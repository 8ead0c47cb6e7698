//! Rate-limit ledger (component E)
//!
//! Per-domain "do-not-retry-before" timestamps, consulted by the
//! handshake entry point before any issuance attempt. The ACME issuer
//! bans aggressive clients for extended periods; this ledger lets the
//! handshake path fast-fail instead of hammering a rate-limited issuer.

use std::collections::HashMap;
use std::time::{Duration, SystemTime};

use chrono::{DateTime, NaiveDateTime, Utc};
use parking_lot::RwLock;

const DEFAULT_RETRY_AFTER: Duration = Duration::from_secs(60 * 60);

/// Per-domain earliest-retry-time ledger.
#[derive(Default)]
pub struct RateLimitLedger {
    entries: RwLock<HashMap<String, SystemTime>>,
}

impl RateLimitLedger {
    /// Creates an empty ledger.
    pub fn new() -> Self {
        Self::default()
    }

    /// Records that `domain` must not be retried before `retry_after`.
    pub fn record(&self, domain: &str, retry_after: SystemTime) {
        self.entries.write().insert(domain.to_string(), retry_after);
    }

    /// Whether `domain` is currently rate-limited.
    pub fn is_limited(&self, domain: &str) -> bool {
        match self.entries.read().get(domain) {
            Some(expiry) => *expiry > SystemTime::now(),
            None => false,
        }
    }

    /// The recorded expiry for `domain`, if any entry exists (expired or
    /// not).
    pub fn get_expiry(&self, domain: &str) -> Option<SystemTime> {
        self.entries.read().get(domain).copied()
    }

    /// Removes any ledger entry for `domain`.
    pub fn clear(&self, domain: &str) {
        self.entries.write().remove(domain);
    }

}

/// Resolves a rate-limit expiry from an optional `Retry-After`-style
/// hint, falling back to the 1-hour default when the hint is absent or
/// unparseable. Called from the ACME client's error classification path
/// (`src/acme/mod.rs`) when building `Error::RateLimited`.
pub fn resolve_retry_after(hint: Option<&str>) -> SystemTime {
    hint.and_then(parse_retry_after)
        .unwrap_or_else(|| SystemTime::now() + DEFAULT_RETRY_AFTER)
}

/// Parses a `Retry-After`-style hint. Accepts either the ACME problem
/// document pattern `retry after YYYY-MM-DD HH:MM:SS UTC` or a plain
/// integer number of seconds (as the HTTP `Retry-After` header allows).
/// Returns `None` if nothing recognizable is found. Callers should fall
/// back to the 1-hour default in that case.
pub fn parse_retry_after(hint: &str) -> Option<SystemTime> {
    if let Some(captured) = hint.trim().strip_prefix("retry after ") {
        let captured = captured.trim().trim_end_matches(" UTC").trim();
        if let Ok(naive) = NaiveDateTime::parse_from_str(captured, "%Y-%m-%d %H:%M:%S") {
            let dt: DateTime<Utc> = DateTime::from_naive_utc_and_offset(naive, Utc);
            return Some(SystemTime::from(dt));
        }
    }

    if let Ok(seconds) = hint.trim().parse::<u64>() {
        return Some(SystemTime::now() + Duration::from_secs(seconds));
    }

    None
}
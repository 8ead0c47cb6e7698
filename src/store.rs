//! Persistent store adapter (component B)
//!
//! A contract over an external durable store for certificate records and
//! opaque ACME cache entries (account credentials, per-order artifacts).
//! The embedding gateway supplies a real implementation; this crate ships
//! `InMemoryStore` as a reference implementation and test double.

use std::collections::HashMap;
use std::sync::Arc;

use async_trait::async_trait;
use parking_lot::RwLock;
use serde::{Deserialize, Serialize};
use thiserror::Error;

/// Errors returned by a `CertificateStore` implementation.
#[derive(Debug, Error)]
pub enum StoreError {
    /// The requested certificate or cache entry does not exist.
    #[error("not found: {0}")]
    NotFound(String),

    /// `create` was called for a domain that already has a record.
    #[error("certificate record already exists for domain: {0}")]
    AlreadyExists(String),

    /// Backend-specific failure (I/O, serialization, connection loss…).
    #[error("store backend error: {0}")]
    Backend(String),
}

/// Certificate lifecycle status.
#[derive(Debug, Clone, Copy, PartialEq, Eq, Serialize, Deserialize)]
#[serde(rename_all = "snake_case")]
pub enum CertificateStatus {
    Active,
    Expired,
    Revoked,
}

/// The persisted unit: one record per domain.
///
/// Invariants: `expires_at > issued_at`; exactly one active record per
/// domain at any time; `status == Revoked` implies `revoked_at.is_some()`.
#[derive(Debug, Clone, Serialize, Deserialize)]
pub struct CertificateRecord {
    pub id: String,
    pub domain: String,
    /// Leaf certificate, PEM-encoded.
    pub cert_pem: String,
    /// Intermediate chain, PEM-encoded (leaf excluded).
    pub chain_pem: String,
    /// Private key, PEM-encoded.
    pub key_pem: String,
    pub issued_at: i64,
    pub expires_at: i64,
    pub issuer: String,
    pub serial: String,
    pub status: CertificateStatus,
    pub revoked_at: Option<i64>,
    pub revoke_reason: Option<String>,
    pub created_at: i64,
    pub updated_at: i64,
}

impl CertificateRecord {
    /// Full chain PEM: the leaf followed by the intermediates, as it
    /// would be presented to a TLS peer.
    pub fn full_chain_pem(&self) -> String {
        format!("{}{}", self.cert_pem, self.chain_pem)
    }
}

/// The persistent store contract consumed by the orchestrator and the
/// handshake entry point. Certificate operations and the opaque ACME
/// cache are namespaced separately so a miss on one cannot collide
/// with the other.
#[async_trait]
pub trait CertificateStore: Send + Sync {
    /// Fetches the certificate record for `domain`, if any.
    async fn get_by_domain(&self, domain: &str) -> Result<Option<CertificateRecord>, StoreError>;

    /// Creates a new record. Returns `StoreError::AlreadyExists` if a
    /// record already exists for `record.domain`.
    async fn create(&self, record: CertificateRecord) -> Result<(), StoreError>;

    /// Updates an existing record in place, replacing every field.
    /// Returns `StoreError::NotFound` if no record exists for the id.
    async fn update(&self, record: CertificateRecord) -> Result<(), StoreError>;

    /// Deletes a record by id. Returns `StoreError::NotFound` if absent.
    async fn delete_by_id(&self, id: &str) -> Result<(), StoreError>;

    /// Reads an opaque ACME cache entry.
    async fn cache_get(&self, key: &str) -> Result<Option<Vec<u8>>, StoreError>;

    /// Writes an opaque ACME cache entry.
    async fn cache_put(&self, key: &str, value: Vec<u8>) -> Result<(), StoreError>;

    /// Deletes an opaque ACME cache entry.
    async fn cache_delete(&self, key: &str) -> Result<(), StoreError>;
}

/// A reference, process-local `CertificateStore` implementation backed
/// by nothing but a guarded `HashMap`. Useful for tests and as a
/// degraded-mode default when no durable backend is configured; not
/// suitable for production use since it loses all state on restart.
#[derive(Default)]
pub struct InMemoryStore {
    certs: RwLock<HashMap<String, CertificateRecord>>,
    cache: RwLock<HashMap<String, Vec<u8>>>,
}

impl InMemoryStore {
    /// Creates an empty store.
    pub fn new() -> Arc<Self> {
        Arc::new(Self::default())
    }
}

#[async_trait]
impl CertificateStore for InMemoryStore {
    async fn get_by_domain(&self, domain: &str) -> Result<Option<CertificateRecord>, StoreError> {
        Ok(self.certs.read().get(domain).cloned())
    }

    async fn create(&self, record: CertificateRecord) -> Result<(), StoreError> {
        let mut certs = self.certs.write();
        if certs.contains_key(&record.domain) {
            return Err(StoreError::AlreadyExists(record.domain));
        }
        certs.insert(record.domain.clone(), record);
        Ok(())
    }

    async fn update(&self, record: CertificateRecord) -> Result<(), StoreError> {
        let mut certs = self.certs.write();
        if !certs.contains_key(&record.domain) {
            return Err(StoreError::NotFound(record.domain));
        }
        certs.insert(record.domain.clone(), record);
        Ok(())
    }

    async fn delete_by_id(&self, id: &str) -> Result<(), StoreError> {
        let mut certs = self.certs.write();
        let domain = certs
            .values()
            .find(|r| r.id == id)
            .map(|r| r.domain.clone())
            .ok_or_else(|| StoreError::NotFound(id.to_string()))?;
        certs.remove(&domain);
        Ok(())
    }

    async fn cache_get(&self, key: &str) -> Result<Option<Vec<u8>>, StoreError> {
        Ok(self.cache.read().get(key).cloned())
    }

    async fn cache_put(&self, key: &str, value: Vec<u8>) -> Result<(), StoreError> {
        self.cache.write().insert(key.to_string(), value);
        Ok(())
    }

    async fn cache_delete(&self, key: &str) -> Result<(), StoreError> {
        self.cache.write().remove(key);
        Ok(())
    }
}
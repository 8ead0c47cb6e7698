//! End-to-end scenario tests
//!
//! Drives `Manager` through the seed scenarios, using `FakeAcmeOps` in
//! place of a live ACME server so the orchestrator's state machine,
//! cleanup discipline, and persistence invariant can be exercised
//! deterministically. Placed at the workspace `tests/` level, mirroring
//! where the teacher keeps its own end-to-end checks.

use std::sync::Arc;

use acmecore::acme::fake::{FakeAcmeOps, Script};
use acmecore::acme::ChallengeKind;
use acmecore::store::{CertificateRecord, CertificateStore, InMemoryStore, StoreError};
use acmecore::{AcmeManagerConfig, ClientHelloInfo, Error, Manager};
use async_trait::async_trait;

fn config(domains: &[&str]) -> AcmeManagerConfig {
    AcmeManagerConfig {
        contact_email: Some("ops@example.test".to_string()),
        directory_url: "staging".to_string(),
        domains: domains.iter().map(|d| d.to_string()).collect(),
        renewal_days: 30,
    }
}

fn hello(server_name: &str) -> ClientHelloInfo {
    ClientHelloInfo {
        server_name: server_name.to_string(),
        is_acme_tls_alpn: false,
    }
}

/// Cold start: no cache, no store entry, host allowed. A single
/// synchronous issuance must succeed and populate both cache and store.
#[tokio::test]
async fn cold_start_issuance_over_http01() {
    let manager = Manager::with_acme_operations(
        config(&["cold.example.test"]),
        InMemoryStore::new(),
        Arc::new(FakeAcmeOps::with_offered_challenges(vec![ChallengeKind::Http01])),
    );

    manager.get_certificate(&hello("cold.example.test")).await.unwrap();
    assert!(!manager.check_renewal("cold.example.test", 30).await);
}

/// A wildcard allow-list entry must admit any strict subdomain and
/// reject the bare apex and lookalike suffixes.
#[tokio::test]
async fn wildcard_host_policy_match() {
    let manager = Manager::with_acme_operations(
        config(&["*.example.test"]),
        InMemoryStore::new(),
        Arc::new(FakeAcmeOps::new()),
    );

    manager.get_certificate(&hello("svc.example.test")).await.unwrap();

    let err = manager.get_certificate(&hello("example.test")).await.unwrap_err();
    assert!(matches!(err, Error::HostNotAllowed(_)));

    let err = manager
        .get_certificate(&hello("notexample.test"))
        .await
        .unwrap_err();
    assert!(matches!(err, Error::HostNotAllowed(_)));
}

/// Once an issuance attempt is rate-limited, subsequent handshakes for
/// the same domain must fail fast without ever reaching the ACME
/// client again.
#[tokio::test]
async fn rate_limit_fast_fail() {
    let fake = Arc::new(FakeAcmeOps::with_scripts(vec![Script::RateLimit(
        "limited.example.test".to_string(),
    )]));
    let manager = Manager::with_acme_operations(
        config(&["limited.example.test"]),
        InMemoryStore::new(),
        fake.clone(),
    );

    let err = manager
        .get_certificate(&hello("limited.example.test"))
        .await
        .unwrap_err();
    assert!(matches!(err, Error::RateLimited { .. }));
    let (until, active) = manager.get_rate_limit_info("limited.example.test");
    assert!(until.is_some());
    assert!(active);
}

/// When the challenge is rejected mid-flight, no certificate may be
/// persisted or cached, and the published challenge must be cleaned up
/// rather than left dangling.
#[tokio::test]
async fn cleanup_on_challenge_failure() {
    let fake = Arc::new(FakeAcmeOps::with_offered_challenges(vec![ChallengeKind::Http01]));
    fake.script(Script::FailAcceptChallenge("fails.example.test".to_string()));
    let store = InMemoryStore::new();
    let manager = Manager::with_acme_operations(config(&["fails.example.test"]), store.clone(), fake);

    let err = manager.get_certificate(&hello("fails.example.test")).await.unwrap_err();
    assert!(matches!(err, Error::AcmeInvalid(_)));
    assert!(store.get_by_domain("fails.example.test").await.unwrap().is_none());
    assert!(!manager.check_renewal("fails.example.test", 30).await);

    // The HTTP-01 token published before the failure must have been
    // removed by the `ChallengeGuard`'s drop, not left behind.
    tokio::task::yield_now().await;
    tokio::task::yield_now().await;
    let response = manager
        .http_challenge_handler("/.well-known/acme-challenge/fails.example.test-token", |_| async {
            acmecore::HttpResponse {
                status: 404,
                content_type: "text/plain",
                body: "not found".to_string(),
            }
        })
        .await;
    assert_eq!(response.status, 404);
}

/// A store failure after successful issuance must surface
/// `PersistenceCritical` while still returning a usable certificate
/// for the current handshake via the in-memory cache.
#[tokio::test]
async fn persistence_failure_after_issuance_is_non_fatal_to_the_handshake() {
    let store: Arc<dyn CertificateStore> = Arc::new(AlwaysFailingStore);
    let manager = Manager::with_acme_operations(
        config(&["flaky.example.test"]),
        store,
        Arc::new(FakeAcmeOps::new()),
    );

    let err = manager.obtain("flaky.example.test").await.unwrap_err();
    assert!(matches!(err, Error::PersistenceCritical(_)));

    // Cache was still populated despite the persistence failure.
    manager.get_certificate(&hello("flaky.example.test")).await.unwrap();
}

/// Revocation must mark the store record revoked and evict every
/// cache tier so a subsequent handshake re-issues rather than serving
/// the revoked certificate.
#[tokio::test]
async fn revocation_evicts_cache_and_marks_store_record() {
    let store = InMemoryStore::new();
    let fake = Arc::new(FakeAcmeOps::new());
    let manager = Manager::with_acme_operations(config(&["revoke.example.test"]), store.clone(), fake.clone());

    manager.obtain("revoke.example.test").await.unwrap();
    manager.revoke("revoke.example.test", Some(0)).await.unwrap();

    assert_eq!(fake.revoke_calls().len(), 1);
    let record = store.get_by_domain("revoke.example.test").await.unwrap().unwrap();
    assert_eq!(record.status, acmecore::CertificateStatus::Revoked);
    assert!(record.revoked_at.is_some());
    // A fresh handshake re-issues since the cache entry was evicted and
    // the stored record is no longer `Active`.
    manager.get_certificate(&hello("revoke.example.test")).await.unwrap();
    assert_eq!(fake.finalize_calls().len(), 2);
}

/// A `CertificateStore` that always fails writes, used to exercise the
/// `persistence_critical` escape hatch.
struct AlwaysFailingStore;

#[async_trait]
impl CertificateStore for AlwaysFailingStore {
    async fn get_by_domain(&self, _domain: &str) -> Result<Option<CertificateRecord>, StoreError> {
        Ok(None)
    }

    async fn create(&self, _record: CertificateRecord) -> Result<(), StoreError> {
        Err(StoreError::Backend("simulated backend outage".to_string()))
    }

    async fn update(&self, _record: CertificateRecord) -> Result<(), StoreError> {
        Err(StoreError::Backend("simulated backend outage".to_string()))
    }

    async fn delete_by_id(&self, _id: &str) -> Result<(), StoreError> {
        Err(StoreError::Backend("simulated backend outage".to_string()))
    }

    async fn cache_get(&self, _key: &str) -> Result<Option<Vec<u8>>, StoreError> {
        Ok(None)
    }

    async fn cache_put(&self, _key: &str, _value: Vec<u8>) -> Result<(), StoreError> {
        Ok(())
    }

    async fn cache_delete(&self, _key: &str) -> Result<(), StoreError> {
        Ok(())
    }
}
-- -- --
§ REQUIREMENT: Please show each line in the records above that contains "serde".

§ WRITTEN SOLUTION:
use serde::{Deserialize, Serialize};
#[serde(rename_all = "snake_case")]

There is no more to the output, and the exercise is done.